Vietor’s first actual teaching experience came at Wernigerode, a small town set in the hill country south of Hannover and Magdeburg, where she worked with a family as a home tutor between 1879 and 1881. Later during 1881 she travelled to Florence, remaining in Italy for some years, teaching at the Florentine Deaconess Institute till 1884. Her time in Tuscany with the deaconesses deepened her Christian sensibilities and encouraged her interest in the Italian language and culture. In 1884 she returned for a year to Bremen where she undertook a course in Italian before returning to Italy: her destination, this time, was Rome. Here she stayed for a further three years, before moving briefly to Berlin where in 1889 she obtained a German teaching qualification for teaching Italian. She then returned to Bremen where she would make her career and live out the rest of her life.
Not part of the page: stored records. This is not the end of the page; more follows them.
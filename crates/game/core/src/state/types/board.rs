use crate::env::RngOracle;

use super::{Faction, PlayerEntity, Position};

/// Raised when a placement finds no empty cell in the `current` layer.
#[derive(Clone, Copy, Debug, PartialEq, Eq, thiserror::Error)]
#[error("no empty cell left on the board")]
pub struct NoSpaceError;

/// Selects one of the two buffers of a [`BoardState`].
#[derive(Clone, Copy, Debug, PartialEq, Eq, Hash)]
#[cfg_attr(feature = "serde", derive(serde::Serialize, serde::Deserialize))]
pub enum Layer {
    /// Committed state of the last finished turn.
    Current,
    /// Working buffer mutated while a turn is resolved.
    Pending,
}

/// Double-buffered rectangular grid of faction glyphs.
///
/// Cells are stored row-major (`y * width + x`) and every coordinate exists in
/// both layers. The grid holds no combat logic; it is a projection of player
/// positions that the engine keeps in sync.
#[derive(Clone, Debug, PartialEq, Eq)]
#[cfg_attr(feature = "serde", derive(serde::Serialize, serde::Deserialize))]
pub struct BoardState {
    width: u32,
    height: u32,
    current: Vec<Faction>,
    pending: Vec<Faction>,
}

impl BoardState {
    /// Creates an empty board. Dimensions are expected to be validated by the caller.
    pub fn new(width: u32, height: u32) -> Self {
        let cells = width as usize * height as usize;
        Self {
            width,
            height,
            current: vec![Faction::Empty; cells],
            pending: vec![Faction::Empty; cells],
        }
    }

    /// Rebuilds a board from a committed layer; the pending layer starts as a copy.
    ///
    /// Returns `None` when the layer does not have `width * height` cells.
    pub fn from_current(width: u32, height: u32, current: Vec<Faction>) -> Option<Self> {
        if current.len() != width as usize * height as usize {
            return None;
        }
        Some(Self {
            width,
            height,
            pending: current.clone(),
            current,
        })
    }

    pub fn width(&self) -> u32 {
        self.width
    }

    pub fn height(&self) -> u32 {
        self.height
    }

    pub fn contains(&self, position: Position) -> bool {
        position.x >= 0
            && position.y >= 0
            && (position.x as u32) < self.width
            && (position.y as u32) < self.height
    }

    fn index(&self, position: Position) -> Option<usize> {
        self.contains(position)
            .then(|| position.y as usize * self.width as usize + position.x as usize)
    }

    fn cells(&self, layer: Layer) -> &[Faction] {
        match layer {
            Layer::Current => &self.current,
            Layer::Pending => &self.pending,
        }
    }

    fn cells_mut(&mut self, layer: Layer) -> &mut [Faction] {
        match layer {
            Layer::Current => &mut self.current,
            Layer::Pending => &mut self.pending,
        }
    }

    /// Returns the cell content, or `None` for a coordinate outside the grid.
    pub fn get(&self, position: Position, layer: Layer) -> Option<Faction> {
        let index = self.index(position)?;
        self.cells(layer).get(index).copied()
    }

    /// Writes a cell. Returns false (and writes nothing) outside the grid.
    pub fn set(&mut self, position: Position, layer: Layer, faction: Faction) -> bool {
        match self.index(position) {
            Some(index) => {
                self.cells_mut(layer)[index] = faction;
                true
            }
            None => false,
        }
    }

    /// Read-only view of a whole layer in row-major order.
    pub fn layer(&self, layer: Layer) -> &[Faction] {
        self.cells(layer)
    }

    /// Empty cells of the `current` layer in row-major order.
    ///
    /// Computed on every call so it never goes stale.
    pub fn available_positions(&self) -> impl Iterator<Item = Position> + '_ {
        let width = self.width as usize;
        self.current
            .iter()
            .enumerate()
            .filter(|(_, cell)| cell.is_empty())
            .map(move |(index, _)| Position::new((index % width) as i32, (index / width) as i32))
    }

    /// Places a player on a uniformly drawn empty cell.
    ///
    /// The faction glyph is written to both layers so the placement is visible
    /// immediately and survives the next commit. Nothing is mutated on failure.
    pub fn place(
        &mut self,
        player: &mut PlayerEntity,
        rng: &dyn RngOracle,
        seed: u64,
    ) -> Result<Position, NoSpaceError> {
        let available: Vec<Position> = self.available_positions().collect();
        let index = rng.pick_index(seed, available.len()).ok_or(NoSpaceError)?;
        let position = available[index];

        self.set(position, Layer::Current, player.faction);
        self.set(position, Layer::Pending, player.faction);
        player.position = Some(position);

        Ok(position)
    }

    /// Re-derives the pending layer from the cells occupied by `players`.
    pub fn project_pending(&mut self, players: &[PlayerEntity]) {
        self.pending.fill(Faction::Empty);
        for player in players {
            if let Some(position) = player.occupied_cell() {
                self.set(position, Layer::Pending, player.faction);
            }
        }
    }

    /// Buffer swap: the pending layer becomes current, then pending is
    /// re-projected from `players` for the next turn.
    pub fn commit(&mut self, players: &[PlayerEntity]) {
        self.current.clone_from(&self.pending);
        self.project_pending(players);
    }
}
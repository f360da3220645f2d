/// Team affiliation of a player, doubling as the content of a board cell.
///
/// `Empty` marks an unoccupied cell and is never assigned to a real player.
#[derive(
    Clone,
    Copy,
    Debug,
    Default,
    PartialEq,
    Eq,
    Hash,
    strum::Display,
    strum::EnumString,
    strum::AsRefStr,
)]
#[cfg_attr(feature = "serde", derive(serde::Serialize, serde::Deserialize))]
#[strum(serialize_all = "snake_case", ascii_case_insensitive)]
pub enum Faction {
    Wolf,
    Villager,
    #[default]
    Empty,
}

impl Faction {
    pub const WOLF_GLYPH: char = 'W';
    pub const VILLAGER_GLYPH: char = 'O';
    pub const EMPTY_GLYPH: char = '.';

    /// Display symbol used by text projections of the board.
    pub const fn glyph(self) -> char {
        match self {
            Faction::Wolf => Self::WOLF_GLYPH,
            Faction::Villager => Self::VILLAGER_GLYPH,
            Faction::Empty => Self::EMPTY_GLYPH,
        }
    }

    pub const fn from_glyph(glyph: char) -> Option<Self> {
        match glyph {
            Self::WOLF_GLYPH => Some(Faction::Wolf),
            Self::VILLAGER_GLYPH => Some(Faction::Villager),
            Self::EMPTY_GLYPH => Some(Faction::Empty),
            _ => None,
        }
    }

    pub const fn is_empty(self) -> bool {
        matches!(self, Faction::Empty)
    }

    /// Whether a player of this faction may enter a cell currently holding `defender`.
    ///
    /// Wolves enter empty cells and villager cells; villagers only enter empty cells.
    pub const fn can_defeat(self, defender: Faction) -> bool {
        match (self, defender) {
            (Faction::Wolf, Faction::Empty | Faction::Villager) => true,
            (Faction::Villager, Faction::Empty) => true,
            _ => false,
        }
    }
}

#[cfg(test)]
mod tests {
    use super::*;

    #[test]
    fn glyphs_round_trip() {
        for faction in [Faction::Wolf, Faction::Villager, Faction::Empty] {
            assert_eq!(Faction::from_glyph(faction.glyph()), Some(faction));
        }
        assert_eq!(Faction::from_glyph('x'), None);
    }

    #[test]
    fn combat_table() {
        assert!(Faction::Wolf.can_defeat(Faction::Empty));
        assert!(Faction::Wolf.can_defeat(Faction::Villager));
        assert!(!Faction::Wolf.can_defeat(Faction::Wolf));

        assert!(Faction::Villager.can_defeat(Faction::Empty));
        assert!(!Faction::Villager.can_defeat(Faction::Wolf));
        assert!(!Faction::Villager.can_defeat(Faction::Villager));
    }

    #[test]
    fn parses_snake_case_names() {
        assert_eq!("wolf".parse::<Faction>(), Ok(Faction::Wolf));
        assert_eq!("Villager".parse::<Faction>(), Ok(Faction::Villager));
        assert_eq!(Faction::Wolf.to_string(), "wolf");
    }
}
//! Repository contract for saving and loading game snapshots.

use skirmish_core::GameSnapshot;

use super::Result;

/// Storage for game snapshots, keyed by game id and committed turn.
///
/// One game keeps one snapshot per checkpointed turn, so an earlier turn can
/// be reloaded for inspection or replay.
pub trait SnapshotRepository: Send + Sync {
    /// Save a snapshot, replacing any earlier one for the same turn.
    fn save(&self, game_id: &str, turn: u32, snapshot: &GameSnapshot) -> Result<()>;

    /// Load the snapshot of a given turn.
    fn load(&self, game_id: &str, turn: u32) -> Result<Option<GameSnapshot>>;

    /// Check if a snapshot exists.
    fn exists(&self, game_id: &str, turn: u32) -> bool;

    /// Delete the snapshot of a given turn. Missing snapshots are not an error.
    fn delete(&self, game_id: &str, turn: u32) -> Result<()>;

    /// All checkpointed turns of a game, ascending.
    fn list_turns(&self, game_id: &str) -> Result<Vec<u32>>;

    /// Snapshot of the highest checkpointed turn.
    fn latest(&self, game_id: &str) -> Result<Option<GameSnapshot>> {
        match self.list_turns(game_id)?.last() {
            Some(&turn) => self.load(game_id, turn),
            None => Ok(None),
        }
    }
}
She then returned to the Helene Laweg school which she had attended as a pupil, now as a supply teacher – filling in for staff absences. In 1891 Sophie Petri took over as school head from Helene Laweg, the school’s founder back in 1870. At around the same time as Petri took over Anna Vietor accepted a position as a fulltime member of the teaching staff. Vietor then in 1897, passed the exam necessary to qualify her for a position as head teacher at a girls’ secondary school and two years later, in 1899, took over the headship of it from Petri.

The change of headship was accompanied, by a name change: The Helene Laweg school became known, in due course, as the Anna Vietor school (formally, from 1912, the “Lyzeum Anna Vietor”). The rapid economic and commercial development which continued through the first decade and a half of the twentieth century was accompanied, in Bremen, by an increase in the proportion of citizens from the mercantile and professional classes able and willing to afford a private school education for their children – even for their daughters. It was a time of expansion for the Anna Vietor school, with a major modernisation and expansion of the timetable and curriculum, to which Mathematics was added, together with several new branches of the natural sciences. There was also a focus on recruiting teachers with higher level academic educations. One of the better known of her recruits was the women's rights campaigner Käthe Stricker, who had spent three years between 1904 and 1907 at the University of Göttingen studying English, Philosophy, History and later, in 1912, German, from which she earned a higher-level teaching qualification. Meanwhile, it was also in 1912 that state recognition of the school for the as a “Lyzeum” by the Bremen Senate in 1912 and increased demand for school places from parents led to an expansion in numbers.

Arrangements were set in hand for the school to move to larger premises along the street now known as “Carl-Schurz-Straße” in Bremen- Schwachhausen in the north-eastern quartile of the city centre. The architects August Abbehusen and Otto Blendermann were mandated to design a purpose built school according to specifications provided by Vietor. There was an emphasis on large bright classrooms, lit through large south-facing windows. The new school building was ready for a formal opening in 1913.

The school, like other private schools in the city-state, was nationalised in 1922. Vietor remained in place as head teacher, but now that meant she was working for the public schools service, subject the constraints imposed on all civil servants. There are indications that she did not take easily to the reduction in her control over her own school. As she later confirmed in a letter to the schools inspectorate, “after 20 years in post [she was] no longer in a position … to keep her life’s work in her own hands”. Three years after the schools nationalisation she took the opportunity presented by her 65th birthday to retire with effect from 30 April 1925. She continued to apply her energies to the schools service, however, on a consultancy basis, serving on various committees concerned with education in and around Bremen.

She died at Bremen on 10 February 1929.